[TransWarp] PROPOSAL: drop requirement for 'joinTxn=True'
on SQL exec
Phillip J. Eby
pje at telecommunity.com
Fri Mar 7 11:10:00 EST 2003
At 05:45 PM 3/7/03 +0200, alexander smishlajev wrote:
>as for me, i found joinTxn feature very interesting: in many cases, i
>access data for read only, and i wonder if reading data without joining
>transaction may give some considerable performance improvement?
Not for the process that's doing the reading, no. The specific performance
issue I ran into was caused by reads blocking other processes from
*writing*. If you're using an MVCC database or one with an optimistic
locking scheme, you will never have this problem. If you do run into this
problem, most likely you can change your transaction isolation level either
at the connection or statement level.
>so i vote for leaving the "joinTxn" binding in the SQLCursor, but change
>default behaviour from 'joinTxn=False' to 'joinTxn=True'. then PEAK users
>willing to disable transactional mechanisms will have an option to do so,
>but they must know what they're doing.
I think this is a YAGNI, because what I would personally do is always write
"offending" read queries with "AT ISOLATION LEVEL 0" or whatever the
appropriate SQL clause is. This also has the advantage of being more
explicit for when you show a DBA or other SQL maven your code. :)

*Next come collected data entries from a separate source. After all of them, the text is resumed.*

//! Application layer: ties the word list, the collaborator and the audio
//! pipeline together behind the CLI commands.

use crate::ai::{AttemptAudio, Collaborator, GeminiClient};
use crate::audio::{
    codec, pcm, AudioOutput, DecodedBuffer, EncodedAudio, FramePolicy, Recorder, WavContainer,
};
use crate::cli::{Args, Command};
use crate::error::{AddWordError, AudioError};
use crate::models::{EvaluationResult, Word};
use crate::settings;
use crate::state::{JsonWordStore, PracticeState, WordStore};
use anyhow::{bail, Context as _, Result};
use log::{error, info, warn};
use std::sync::Arc;
use std::time::Duration;
use tokio::io::{AsyncBufReadExt, BufReader, Lines, Stdin};

/// Extra time allowed for the output to link and drain after a clip
const PLAYBACK_SLACK: Duration = Duration::from_secs(3);

/// Word list plus the collaborator that grades and enriches it
pub struct Coach {
    state: PracticeState,
    store: Box<dyn WordStore>,
    ai: Arc<dyn Collaborator>,
}

impl Coach {
    pub fn new(store: Box<dyn WordStore>, ai: Arc<dyn Collaborator>) -> Self {
        let words = store.load();
        info!("Loaded {} word(s)", words.len());
        Self {
            state: PracticeState::new(words),
            store,
            ai,
        }
    }

    pub fn state(&self) -> &PracticeState {
        &self.state
    }

    pub fn state_mut(&mut self) -> &mut PracticeState {
        &mut self.state
    }

    /// Save the current word list
    fn persist(&self) {
        if let Err(e) = self.store.save(self.state.words()) {
            error!("Failed to save word list: {}", e);
        }
    }

    /// Generate details for a new word and append it
    ///
    /// Nothing changes if the collaborator fails.
    pub async fn add_word(&mut self, text: &str) -> Result<Word, AddWordError> {
        let text = text.trim();
        if text.is_empty() {
            return Err(AddWordError::EmptyWord);
        }

        let details = self
            .ai
            .word_details(text)
            .await
            .map_err(|source| AddWordError::Details {
                word: text.to_string(),
                source,
            })?;

        let word = Word::from_details(text, details);
        self.state.add_word(word.clone());
        self.persist();
        info!("Added word \"{}\"", text);
        Ok(word)
    }

    /// Grade a recording of the current word and update its mastery
    pub async fn grade_attempt(&mut self, audio: EncodedAudio) -> Result<EvaluationResult> {
        let target = self
            .state
            .current_word()
            .map(|w| w.text.clone())
            .context("No word selected")?;

        let mime_type = audio.mime_type().to_string();
        let data = codec::encode(audio)?;
        let attempt = AttemptAudio { data, mime_type };

        let result = self
            .ai
            .evaluate_pronunciation(&attempt, &target)
            .await
            .context("Failed to grade the recording")?;

        info!("\"{}\" scored {}", target, result.score);
        self.state
            .record_evaluation(result.clone(), chrono::Utc::now().timestamp_millis());
        self.persist();
        Ok(result)
    }

    /// Fetch and decode the reference pronunciation of `text`
    pub async fn pronunciation(&self, text: &str) -> Result<DecodedBuffer> {
        let speech = self
            .ai
            .synthesize_speech(text)
            .await
            .with_context(|| format!("Failed to synthesize \"{}\"", text))?;
        let bytes = codec::base64_to_bytes(&speech.data)?;
        let buffer = pcm::decode(&bytes, speech.sample_rate, speech.channels, FramePolicy::Truncate)?;
        Ok(buffer)
    }

    pub fn next_word(&mut self) {
        self.state.next_word();
    }
}

/// Entry point for every subcommand
pub async fn run(args: Args) -> Result<()> {
    let store: Box<dyn WordStore> = match &args.store {
        Some(path) => Box::new(JsonWordStore::at(path)),
        None => Box::new(JsonWordStore::new()),
    };

    match args.command {
        Command::List => {
            print_word_list(&store.load());
            Ok(())
        }
        Command::Config {
            text_model,
            speech_model,
            voice,
            feedback_language,
        } => {
            configure(text_model, speech_model, voice, feedback_language);
            Ok(())
        }
        Command::Add { word } => {
            let mut coach = Coach::new(store, collaborator()?);
            match coach.add_word(&word).await {
                Ok(word) => {
                    print_card(&word);
                    Ok(())
                }
                Err(AddWordError::EmptyWord) => bail!("{}", AddWordError::EmptyWord),
                Err(e) => {
                    error!("{:#}", anyhow::Error::new(e));
                    bail!("Failed to generate details. Please try again.")
                }
            }
        }
        Command::Say { word } => {
            let coach = Coach::new(store, collaborator()?);
            let text = coach
                .state()
                .find(&word)
                .and_then(|i| coach.state().words().get(i))
                .map(|w| w.text.clone())
                .unwrap_or(word);
            let output = AudioOutput::shared();
            let result = say(&coach, output, &text).await;
            if let Ok(length) = &result {
                let limit = *length + PLAYBACK_SLACK;
                if !output.wait_idle(limit).await {
                    warn!("Playback still running after {:.1}s, stopping", limit.as_secs_f64());
                }
            }
            output.shutdown();
            result.map(|_| ())
        }
        Command::Practice {
            word,
            keep_recordings,
        } => {
            let mut coach = Coach::new(store, collaborator()?);
            if let Some(needle) = word {
                match coach.state().find(&needle) {
                    Some(index) => {
                        coach.state_mut().select(index);
                    }
                    None => warn!("No card matches \"{}\", starting from the first", needle),
                }
            }
            let mut recorder = Recorder::new();
            let keep = keep_recordings.then(|| {
                let config = recorder.config();
                WavContainer::new(config.sample_rate, config.channels)
            });
            let output = AudioOutput::shared();
            let result = practice(&mut coach, &mut recorder, output, keep.as_ref()).await;
            output.shutdown();
            result
        }
    }
}

fn collaborator() -> Result<Arc<dyn Collaborator>> {
    let client = GeminiClient::from_env(settings::load())?;
    Ok(Arc::new(client))
}

fn configure(
    text_model: Option<String>,
    speech_model: Option<String>,
    voice: Option<String>,
    feedback_language: Option<String>,
) {
    if let Some(model) = &text_model {
        settings::set_text_model(model);
    }
    if let Some(model) = &speech_model {
        settings::set_speech_model(model);
    }
    if let Some(voice) = &voice {
        settings::set_voice_name(voice);
    }
    if let Some(language) = &feedback_language {
        settings::set_feedback_language(language);
    }

    let current = settings::load();
    println!("text model:        {}", current.text_model);
    println!("speech model:      {}", current.speech_model);
    println!("voice:             {}", current.voice_name);
    println!("feedback language: {}", current.feedback_language);
}

/// Play the pronunciation of `text`, returning the clip length
async fn say(coach: &Coach, output: &AudioOutput, text: &str) -> Result<Duration> {
    let buffer = match coach.pronunciation(text).await {
        Ok(buffer) => buffer,
        Err(e) => {
            error!("{:#}", e);
            bail!("Could not play audio. Please try again.");
        }
    };
    let length = Duration::from_secs_f64(buffer.duration_seconds());
    info!("Playing {:.2}s of speech", length.as_secs_f64());
    output.play(buffer)?;
    Ok(length)
}

type Input = Lines<BufReader<Stdin>>;

async fn prompt(input: &mut Input, message: &str) -> Result<Option<String>> {
    println!("{}", message);
    Ok(input.next_line().await?)
}

/// Interactive practice loop
async fn practice(
    coach: &mut Coach,
    recorder: &mut Recorder,
    output: &AudioOutput,
    keep: Option<&WavContainer>,
) -> Result<()> {
    let mut input = BufReader::new(tokio::io::stdin()).lines();

    loop {
        let Some(word) = coach.state().current_word().cloned() else {
            println!("No words yet! Add one with `wordcoach add <WORD>`.");
            return Ok(());
        };
        print_card(&word);
        if let Some(result) = coach.state().last_result() {
            print_result(result);
        }

        let Some(line) = prompt(&mut input, "[r]ecord  [l]isten  [n]ext  [q]uit").await? else {
            return Ok(());
        };

        match line.trim().to_lowercase().as_str() {
            "r" | "" => {
                if let Err(e) = record_attempt(coach, recorder, &mut input, keep, &word).await {
                    error!("{:#}", e);
                }
            }
            "l" => {
                if let Err(e) = say(coach, output, &word.text).await {
                    println!("{}", e);
                }
            }
            "n" => coach.next_word(),
            "q" => return Ok(()),
            other => println!("Unknown choice \"{}\"", other),
        }
    }
}

async fn record_attempt(
    coach: &mut Coach,
    recorder: &mut Recorder,
    input: &mut Input,
    keep: Option<&WavContainer>,
    word: &Word,
) -> Result<()> {
    if let Err(e) = recorder.start().await {
        match e {
            AudioError::DeviceUnavailable(_) => {
                println!("Please allow microphone access to practice pronunciation.")
            }
            AudioError::DeviceBusy => println!("The microphone is busy. Try again in a moment."),
            _ => println!("Could not start recording."),
        }
        return Err(e.into());
    }

    // Any line (or end of input) stops the recording
    prompt(input, "Listening... press Enter to stop").await?;
    let Some(audio) = recorder.stop().await? else {
        return Ok(());
    };

    if let Some(container) = keep {
        if !audio.is_empty() {
            match container.save(&audio, &word.text) {
                Ok(path) => info!("Saved attempt to {}", path.display()),
                Err(e) => warn!("Failed to save attempt: {}", e),
            }
        }
    }

    println!("Grading...");
    match coach.grade_attempt(audio).await {
        Ok(_) => Ok(()),
        Err(e) => {
            if matches!(e.downcast_ref::<AudioError>(), Some(AudioError::CodecReadError(_))) {
                println!("Nothing was recorded. Please try again.");
            } else {
                println!("Oops! Something went wrong grading the audio. Try again.");
            }
            Err(e)
        }
    }
}

fn print_card(word: &Word) {
    println!();
    println!("  {}  {}", word.text, word.phonetic);
    println!("  {}", word.definition);
    if !word.example.is_empty() {
        println!("  \"{}\"", word.example);
    }
    println!("  mastery: {}%", word.mastery_level);
    println!();
}

fn print_result(result: &EvaluationResult) {
    let headline = if result.is_good() { "Great job!" } else { "Keep practicing!" };
    println!();
    println!("  {} Score: {}/100", headline, result.score);
    println!("  {}", result.encouragement);
    println!("  Feedback:   {}", result.feedback);
    println!("  Suggestion: {}", result.suggestion);
    println!();
}

fn print_word_list(words: &[Word]) {
    if words.is_empty() {
        println!("No words yet!");
        return;
    }
    let width = words.iter().map(|w| w.text.chars().count()).max().unwrap_or(0);
    for word in words {
        let practiced = word
            .last_practiced
            .and_then(chrono::DateTime::<chrono::Utc>::from_timestamp_millis)
            .map(|t| t.with_timezone(&chrono::Local).format("%Y-%m-%d %H:%M").to_string())
            .unwrap_or_else(|| "never".to_string());
        println!(
            "{:<width$}  {:>3}%  {}  (last practiced: {})",
            word.text,
            word.mastery_level,
            word.phonetic,
            practiced,
            width = width
        );
    }
}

Anyway, there's actually no benefit to not having the *connection object*
join the transaction. The only performance benefit you can get is by
avoiding the read locks, and the databases that have this problem generally
provide you with the means to address it in SQL. And if your database
doesn't have a way to specify it in SQL but it can be done with connection
parameters or by avoiding transactions, you can use a second connection
object that's set up appropriately.
Also, the semantics of 'joinTxn=False' are screwy. What happens if you
specify it when the transaction has already been joined? Should that cause
an error? Since you are explicitly requesting an untransacted read
operation, I would think it should result in an error, so that you know you
aren't getting the requested semantics. Otherwise, we are right back in
"silent failure" territory, just for a different audience.
So, for these reasons I do not wish to continue any usage of 'joinTxn'; the
PEAK system was the wrong place for me to put a workaround for an issue
that is fully addressable via standard SQL syntax.